A group of students saw firsthand what makes a manufacturing facility tick.

Plant manager Ryan Engelhardt, and Jason Jones, plant machine shop manager, took a group of students from Austintown Middle School’s STEM program on a tour through Brilex Industries’ Crescent Street facility Thursday morning. The men give tours to groups of students from area technical schools and related programs, giving four or five alone in the past few months, they said.

“The whole point was to expose these kids to manufacturing,” Engelhardt said. “You inherently don’t know about it.”

He said the schools have pushed students toward a college career path during the last decade, which has left local manufacturing careers in the shadows.

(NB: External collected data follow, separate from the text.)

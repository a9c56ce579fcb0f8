//! Anchor-based segmentation of page text.
//!
//! A section anchor opens its own field and closes every other one: the text
//! owned by an anchor runs from the end of its first match up to the start of
//! the nearest following match of any other section anchor.

use crate::anchors::{AnchorKind, AnchorTable, CompiledAnchor};
use crate::model::ExtractedField;

/// Extracts field spans from page text using a shared anchor table.
#[derive(Debug, Clone, Copy)]
pub struct FieldExtractor<'a> {
    table: &'a AnchorTable,
}

impl<'a> FieldExtractor<'a> {
    pub fn new(table: &'a AnchorTable) -> Self {
        FieldExtractor { table }
    }

    /// Text owned by the section anchor `anchor_name`, or `""` when the
    /// anchor does not match (or is not a section of this table).
    pub fn extract<'t>(&self, text: &'t str, anchor_name: &str) -> &'t str {
        match self.table.get(anchor_name) {
            Some(anchor) if anchor.kind == AnchorKind::Section => section_span(text, anchor),
            _ => "",
        }
    }

    /// Values captured by a capture anchor: the first match, or every match
    /// for list fields. Values are trimmed; empty values are skipped.
    pub fn capture(&self, text: &str, anchor_name: &str) -> Vec<String> {
        match self.table.get(anchor_name) {
            Some(anchor) if anchor.kind == AnchorKind::Capture => capture_values(text, anchor),
            _ => Vec::new(),
        }
    }

    /// Raw spans for every anchor of the table that feeds a document field.
    ///
    /// Section anchors always yield one entry (possibly empty); capture
    /// anchors yield one entry per captured value.
    pub fn extract_page_fields(&self, text: &str, page_number: usize) -> Vec<ExtractedField> {
        let mut fields = Vec::new();

        for anchor in self.table.anchors() {
            if anchor.field.is_none() {
                continue;
            }
            match anchor.kind {
                AnchorKind::Section => {
                    let value = section_span(text, anchor);
                    tracing::trace!(
                        page = page_number,
                        anchor = %anchor.name,
                        len = value.len(),
                        "section span"
                    );
                    fields.push(ExtractedField {
                        name: anchor.name.clone(),
                        value: value.to_string(),
                        page_number,
                    });
                }
                AnchorKind::Capture => {
                    for value in capture_values(text, anchor) {
                        fields.push(ExtractedField {
                            name: anchor.name.clone(),
                            value,
                            page_number,
                        });
                    }
                }
            }
        }

        fields
    }
}

fn section_span<'t>(text: &'t str, anchor: &CompiledAnchor) -> &'t str {
    let Some(start) = anchor.regex.find(text) else {
        return "";
    };
    let from = start.end();

    let Some(closing) = anchor.closing() else {
        return &text[from..];
    };

    // find_iter yields matches in ascending start order.
    match closing.find_iter(text).find(|m| m.start() > from) {
        Some(end) => &text[from..end.start()],
        None => &text[from..],
    }
}

fn capture_values(text: &str, anchor: &CompiledAnchor) -> Vec<String> {
    let take = |caps: regex::Captures<'_>| -> Option<String> {
        let m = caps.get(1).or_else(|| caps.get(0))?;
        let value = m.as_str().trim();
        if value.is_empty() {
            return None;
        }
        Some(if anchor.uppercase {
            value.to_uppercase()
        } else {
            value.to_string()
        })
    };

    let list = anchor.field.is_some_and(|f| f.is_list());
    if list {
        anchor.regex.captures_iter(text).filter_map(take).collect()
    } else {
        anchor.regex.captures(text).and_then(take).into_iter().collect()
    }
}

#[cfg(test)]
mod tests {
    use super::*;
    use crate::anchors::builtin::load_builtin;
    use crate::anchors::parse_anchor_table_str;

    const SCENARIO: &str = "Où suis-je couvert?\nFrance and Europe.\nQuelles sont mes obligations?\nPay premiums on time.";

    #[test]
    fn test_extracts_span_up_to_next_anchor() {
        let table = load_builtin().unwrap();
        let extractor = FieldExtractor::new(&table);
        assert_eq!(extractor.extract(SCENARIO, "localization"), "\nFrance and Europe.\n");
    }

    #[test]
    fn test_last_anchor_runs_to_end_of_text() {
        let table = load_builtin().unwrap();
        let extractor = FieldExtractor::new(&table);
        assert_eq!(extractor.extract(SCENARIO, "obligations"), "\nPay premiums on time.");
    }

    #[test]
    fn test_unmatched_anchor_is_empty() {
        let table = load_builtin().unwrap();
        let extractor = FieldExtractor::new(&table);
        assert_eq!(extractor.extract(SCENARIO, "termination"), "");
        assert_eq!(extractor.extract(SCENARIO, "no_such_anchor"), "");
        assert_eq!(extractor.extract("", "localization"), "");
    }

    #[test]
    fn test_boundaries_before_the_anchor_are_skipped() {
        let table = load_builtin().unwrap();
        let extractor = FieldExtractor::new(&table);
        let text = "Les services et avantages\nAssistance\nOù suis-je couvert ?\nPartout";
        // services appears before localization: localization runs to the end.
        assert_eq!(extractor.extract(text, "localization"), "\nPartout");
        assert_eq!(extractor.extract(text, "services"), "\nAssistance\n");
    }

    #[test]
    fn test_nearest_boundary_wins_regardless_of_anchor() {
        let table = load_builtin().unwrap();
        let extractor = FieldExtractor::new(&table);
        let text = "Les garanties optionnelles\nVol\nComment puis-je résilier le contrat\nLettre\nLes services et avantages\nAide";
        assert_eq!(extractor.extract(text, "optionally_covered"), "\nVol\n");
        assert_eq!(extractor.extract(text, "termination"), "\nLettre\n");
    }

    #[test]
    fn test_only_anchor_in_table_takes_the_rest() {
        let table = parse_anchor_table_str(
            r#"{ "name": "t", "version": "1",
                 "anchors": [{ "name": "services", "group": "coverage", "phrase": "services" }] }"#,
        )
        .unwrap();
        let extractor = FieldExtractor::new(&table);
        assert_eq!(extractor.extract("a services b", "services"), " b");
    }

    #[test]
    fn test_captures_first_line_as_typology() {
        let table = load_builtin().unwrap();
        let extractor = FieldExtractor::new(&table);
        let text = "\n  Assurance Habitation \nCompagnie : AXA France IARD\n";
        assert_eq!(extractor.capture(text, "typology"), vec!["Assurance Habitation"]);
        assert_eq!(extractor.capture(text, "name"), vec!["AXA"]);
    }

    #[test]
    fn test_captures_product_name_and_every_siren() {
        let table = load_builtin().unwrap();
        let extractor = FieldExtractor::new(&table);
        let text = "Produit : Multirisque Habitation Confort\nRCS 722 057 460 et 722057460\n";
        assert_eq!(
            extractor.capture(text, "product"),
            vec!["Multirisque Habitation Confort"]
        );
        assert_eq!(
            extractor.capture(text, "siren"),
            vec!["722 057 460", "722057460"]
        );
    }

    #[test]
    fn test_page_fields_cover_every_field_anchor() {
        let table = load_builtin().unwrap();
        let extractor = FieldExtractor::new(&table);
        let fields = extractor.extract_page_fields(SCENARIO, 3);
        assert!(fields.iter().all(|f| f.page_number == 3));
        let sections = fields
            .iter()
            .filter(|f| table.get(&f.name).unwrap().kind == AnchorKind::Section)
            .count();
        assert_eq!(sections, 11);
        let localization = fields.iter().find(|f| f.name == "localization").unwrap();
        assert_eq!(localization.value, "\nFrance and Europe.\n");
        assert!(fields.iter().all(|f| f.name != "siren"));
    }
}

College campus visits were encouraged more than a manufacturing facility tour.

“It made sense with the kids in STEM [science, technology, engineering and mathematics]. They get to see it instead of just hear about it in the classroom,” Engelhardt said. “And hopefully that turns into an interest.”

Students interested in pursuing a degree in engineering overlooked places like Brilex.

But as computer-assisted manufacturing has become the norm in plants, engineering careers are returning to the assembly line, and manufacturing careers have remained.

Jason Freudenberg, a STEM teacher at AMS, said the program tries to take students on five to six field trips per grading period. The purpose is “to see real-world application of what we see in the classroom,” he said.

In Brilex’s case, subtractive manufacturing was demonstrated. Subtractive manufacturing is where a machine cuts into a material to create a new product.

Engelhardt held up a binder clip for comparison, and said Brilex manufactures items as small as the clip, and as large as 100 tons. That could be a gearbox dipstick for a Navy destroyer, pieces for Disney World’s next ride, or part of the Atlanta Falcon’s stadium.

“It was a good opportunity for us to see this branch of manufacturing,” eighth-grader Thomas Petridis said. “Just the sheer precision of these machines is impressive.”